William Kurth scite author profile

CEMIP (for “Cell migration-inducing protein” also called KIAA1199 and Hybid for “Hyaluronan-binding protein”) expression is increased in cancers and described as a regulator of cell survival, growth and invasion. In rheumatoid arthritis, CEMIP is referred to as an angiogenic marker and participates in hyaluronic acid degradation. In this study, CEMIP expression is investigated in healthy and osteoarthritis (OA) cartilage from human and mouse. Its role in OA physiopathology is deciphered, specifically in chondrocytes proliferation and dedifferentiation and in the extracellular matrix remodeling. To this end, CEMIP, αSMA and types I and III collagen expressions were assessed in human OA and non-OA cartilage.
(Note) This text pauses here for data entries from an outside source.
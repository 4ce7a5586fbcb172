#![no_main]
use libfuzzer_sys::{arbitrary::Arbitrary, fuzz_target};
use persia::PersianDate;

#[derive(Arbitrary, Debug)]
struct Input {
    year: i32,
    month: u8,
    day: u8,
}

fuzz_target!(|input: Input| {
    // Fuzz anything; valid dates must survive the round trip
    if let Ok(date) = PersianDate::new(input.year, input.month, input.day) {
        assert_eq!(
            (date.year(), date.month(), date.day()),
            (input.year, input.month, input.day)
        );
    }
});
CEMIP expression was also investigated in a mouse OA model. CEMIP expression was studied in vitro using a chondrocyte dedifferentiation model. High-throughput RNA sequencing was performed on chondrocytes after CEMIP silencing. Results showed that CEMIP was overexpressed in human and murine OA cartilage and along chondrocytes dedifferentiation. Most of genes deregulated in CEMIP-depleted cells were involved in cartilage turnover (e.g., collagens), mesenchymal transition and fibrosis. CEMIP regulated β-catenin protein level. Moreover, CEMIP was essential for chondrocytes proliferation and promoted αSMA expression, a fibrosis marker, and TGFβ signaling towards the p-Smad2/3 (Alk5/PAI-1) pathway. Interestingly, CEMIP was induced by the pSmad1/5 (Alk1) pathway. αSMA and type III collagen expressions were overexpressed in human OA cartilage and along chondrocytes dedifferentiation. Finally, CEMIP was co-expressed in situ with αSMA in all OA cartilage layers. In conclusion, CEMIP was sharply overexpressed in human and mouse OA cartilage and along chondrocytes dedifferentiation. CEMIP-regulated transdifferentiation of chondrocytes into “chondro-myo-fibroblasts” expressing α-SMA and type III collagen, two fibrosis markers. Moreover, these “chondro-myo-fibroblasts” were found in OA cartilage but not in healthy cartilage.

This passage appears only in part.